TASK PROMPT: Search the data for the string "bogus" and extract every line where it appears.

[[ GIVEN RECORDS open ]]

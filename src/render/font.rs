// Ultralytics 🚀 AGPL-3.0 License - https://ultralytics.com/license
//! 标签字体

use std::path::{Path, PathBuf};
use std::sync::Arc;

use ab_glyph::{FontArc, PxScale};
use image::{Rgb, RgbImage};
use imageproc::drawing::{draw_text_mut, text_size};
use tracing::{info, warn};

use crate::config::PipelineConfig;
use crate::error::{Result, SentinelError};

/// 默认字号 (像素)
const DEFAULT_SCALE: f32 = 20.0;

/// 未配置 `font_path` 时按顺序查找
pub const DEFAULT_FONTS: [&str; 5] = [
    "assets/font/msyh.ttc",
    "C:\\Windows\\Fonts\\msyh.ttc",
    "/System/Library/Fonts/PingFang.ttc",
    "/usr/share/fonts/opentype/noto/NotoSansCJK-Regular.ttc",
    "/usr/share/fonts/truetype/dejavu/DejaVuSans.ttf",
];

/// 第一个存在的字体文件
pub fn find_font(candidates: &[PathBuf]) -> Option<PathBuf> {
    candidates.iter().find(|p| p.is_file()).cloned()
}

pub struct LabelFont {
    font: FontArc,
    scale: PxScale,
}

impl LabelFont {
    /// 加载 TTF/OTF 字体 (支持中文字体)
    pub fn load(path: impl AsRef<Path>) -> Result<Self> {
        let path = path.as_ref();
        let data = std::fs::read(path)?;
        let font = FontArc::try_from_vec(data).map_err(|e| {
            SentinelError::config(format!("字体加载失败 {}: {}", path.display(), e))
        })?;
        info!("✅ 字体加载成功: {}", path.display());
        Ok(Self {
            font,
            scale: PxScale::from(DEFAULT_SCALE),
        })
    }

    /// 按配置加载: 显式配置的字体必须可用; 未配置时依次尝试默认字体,
    /// 都不存在时不绘制文字
    pub fn from_config(config: &PipelineConfig) -> Result<Option<Arc<Self>>> {
        if let Some(path) = &config.font_path {
            return Ok(Some(Arc::new(Self::load(path)?)));
        }
        let candidates: Vec<PathBuf> = DEFAULT_FONTS.iter().map(PathBuf::from).collect();
        match find_font(&candidates) {
            Some(path) => match Self::load(&path) {
                Ok(font) => Ok(Some(Arc::new(font))),
                Err(e) => {
                    warn!("⚠️ 默认字体不可用 ({}), 标签文字将不绘制", e);
                    Ok(None)
                }
            },
            None => {
                warn!(
                    "⚠️ 未找到中文字体文件 (默认 {}), 标签文字将不绘制",
                    DEFAULT_FONTS[0]
                );
                Ok(None)
            }
        }
    }

    pub fn with_scale(mut self, scale: f32) -> Self {
        self.scale = PxScale::from(scale);
        self
    }

    /// 文本尺寸 (宽, 高)
    pub fn measure(&self, text: &str) -> (u32, u32) {
        text_size(self.scale, &self.font, text)
    }

    pub fn draw(&self, image: &mut RgbImage, text: &str, x: i32, y: i32, color: Rgb<u8>) {
        draw_text_mut(image, color, x, y, self.scale, &self.font, text);
    }

    /// 描边文字: 先画深色描边, 再画彩色正文
    pub fn draw_outlined(&self, image: &mut RgbImage, text: &str, x: i32, y: i32, color: Rgb<u8>) {
        let dark = Rgb([0, 0, 0]);
        for (dx, dy) in [(-1, -1), (0, -1), (1, -1), (-1, 0), (1, 0), (-1, 1), (0, 1), (1, 1)] {
            self.draw(image, text, x + dx, y + dy, dark);
        }
        self.draw(image, text, x, y, color);
    }
}

#[cfg(test)]
mod tests {
    use super::*;

    #[test]
    fn test_find_font_takes_first_existing() {
        let dir = tempfile::tempdir().unwrap();
        let second = dir.path().join("b.ttf");
        let third = dir.path().join("c.ttf");
        std::fs::write(&second, b"x").unwrap();
        std::fs::write(&third, b"x").unwrap();

        let candidates = vec![dir.path().join("a.ttf"), second.clone(), third];
        assert_eq!(find_font(&candidates), Some(second));
        assert_eq!(find_font(&[dir.path().join("missing.ttf")]), None);
        // 目录不算字体文件
        assert_eq!(find_font(&[dir.path().to_path_buf()]), None);
    }

    #[test]
    fn test_configured_font_must_load() {
        let dir = tempfile::tempdir().unwrap();
        let bogus = dir.path().join("bogus.ttf");
        std::fs::write(&bogus, b"not a font").unwrap();
        let config = PipelineConfig {
            font_path: Some(bogus),
            ..Default::default()
        };
        assert!(matches!(
            LabelFont::from_config(&config),
            Err(SentinelError::Configuration(_))
        ));

        let missing = PipelineConfig {
            font_path: Some(dir.path().join("missing.ttf")),
            ..Default::default()
        };
        assert!(LabelFont::from_config(&missing).is_err());
    }

    #[test]
    fn test_default_font_lookup_never_fails() {
        // 无论本机是否有默认字体, 未配置时都不报错
        assert!(LabelFont::from_config(&PipelineConfig::default()).is_ok());
    }
}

[[ GIVEN RECORDS closed ]]

ANSWER SPACE:
        let bogus = dir.path().join("bogus.ttf");
        std::fs::write(&bogus, b"not a font").unwrap();
            font_path: Some(bogus),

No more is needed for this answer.